Where the string "Route" shows up in a line of the records, copy that line.

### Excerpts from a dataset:
================================
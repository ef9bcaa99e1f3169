use crate::{
    AppState,
    auth::AuthUser,
    models::{self, Project, ProjectDraft, SessionStatus},
    session::{AuthState, cookies::session_id},
};
use axum::{
    Json,
    extract::{Path, State},
    http::{HeaderMap, StatusCode},
};
use uuid::Uuid;

// --- Handlers ---

/// get_projects
///
/// [Public Route] Lists every project, newest first.
#[utoipa::path(
    get,
    path = "/api/projects",
    responses((status = 200, description = "All projects", body = [Project]))
)]
pub async fn get_projects(State(state): State<AppState>) -> Json<Vec<models::Project>> {
    Json(state.repo.list_projects().await)
}

/// create_project
///
/// [Authenticated Route] Inserts a project. The store assigns the id and timestamps.
#[utoipa::path(
    post,
    path = "/api/projects",
    request_body = ProjectDraft,
    responses(
        (status = 201, description = "Created", body = Project),
        (status = 401, description = "Not signed in"),
        (status = 422, description = "A field is missing")
    )
)]
pub async fn create_project(
    _user: AuthUser,
    State(state): State<AppState>,
    Json(payload): Json<ProjectDraft>,
) -> Result<(StatusCode, Json<models::Project>), StatusCode> {
    if payload.missing_field().is_some() {
        return Err(StatusCode::UNPROCESSABLE_ENTITY);
    }
    match state.repo.create_project(payload).await {
        Some(project) => Ok((StatusCode::CREATED, Json(project))),
        None => Err(StatusCode::INTERNAL_SERVER_ERROR),
    }
}

/// update_project
///
/// [Authenticated Route] Replaces the editable fields of a project.
#[utoipa::path(
    put,
    path = "/api/projects/{id}",
    params(("id" = Uuid, Path, description = "Project ID")),
    request_body = ProjectDraft,
    responses(
        (status = 200, description = "Updated", body = Project),
        (status = 404, description = "Not Found"),
        (status = 422, description = "A field is missing")
    )
)]
pub async fn update_project(
    _user: AuthUser,
    State(state): State<AppState>,
    Path(id): Path<Uuid>,
    Json(payload): Json<ProjectDraft>,
) -> Result<Json<models::Project>, StatusCode> {
    if payload.missing_field().is_some() {
        return Err(StatusCode::UNPROCESSABLE_ENTITY);
    }
    match state.repo.update_project(id, payload).await {
        Some(project) => Ok(Json(project)),
        None => Err(StatusCode::NOT_FOUND),
    }
}

/// delete_project
///
/// [Authenticated Route] Removes a project.
#[utoipa::path(
    delete,
    path = "/api/projects/{id}",
    params(("id" = Uuid, Path, description = "Project ID")),
    responses(
        (status = 204, description = "Deleted"),
        (status = 404, description = "Not Found")
    )
)]
pub async fn delete_project(
    _user: AuthUser,
    State(state): State<AppState>,
    Path(id): Path<Uuid>,
) -> StatusCode {
    if state.repo.delete_project(id).await {
        StatusCode::NO_CONTENT
    } else {
        StatusCode::NOT_FOUND
    }
}

/// get_session
///
/// [Public Route] The visitor's authentication state, as the route guard sees it.
#[utoipa::path(
    get,
    path = "/api/session",
    responses((status = 200, description = "Session state", body = SessionStatus))
)]
pub async fn get_session(State(state): State<AppState>, headers: HeaderMap) -> Json<SessionStatus> {
    let sid = session_id(&headers);
    let status = match state.sessions.auth_state(sid.as_deref()).await {
        AuthState::Authenticated(profile) => SessionStatus {
            is_authenticated: true,
            is_loading: false,
            error: None,
            email: profile.email,
        },
        AuthState::Loading => SessionStatus {
            is_authenticated: false,
            is_loading: true,
            error: None,
            email: None,
        },
        AuthState::Errored(message) => SessionStatus {
            is_authenticated: false,
            is_loading: false,
            error: Some(message),
            email: None,
        },
        AuthState::Unauthenticated => SessionStatus {
            is_authenticated: false,
            is_loading: false,
            error: None,
            email: None,
        },
    };
    Json(status)
}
================================
### Response to the exercise:
/// [Public Route] Lists every project, newest first.
/// [Authenticated Route] Inserts a project. The store assigns the id and timestamps.
/// [Authenticated Route] Replaces the editable fields of a project.
/// [Authenticated Route] Removes a project.
/// [Public Route] The visitor's authentication state, as the route guard sees it.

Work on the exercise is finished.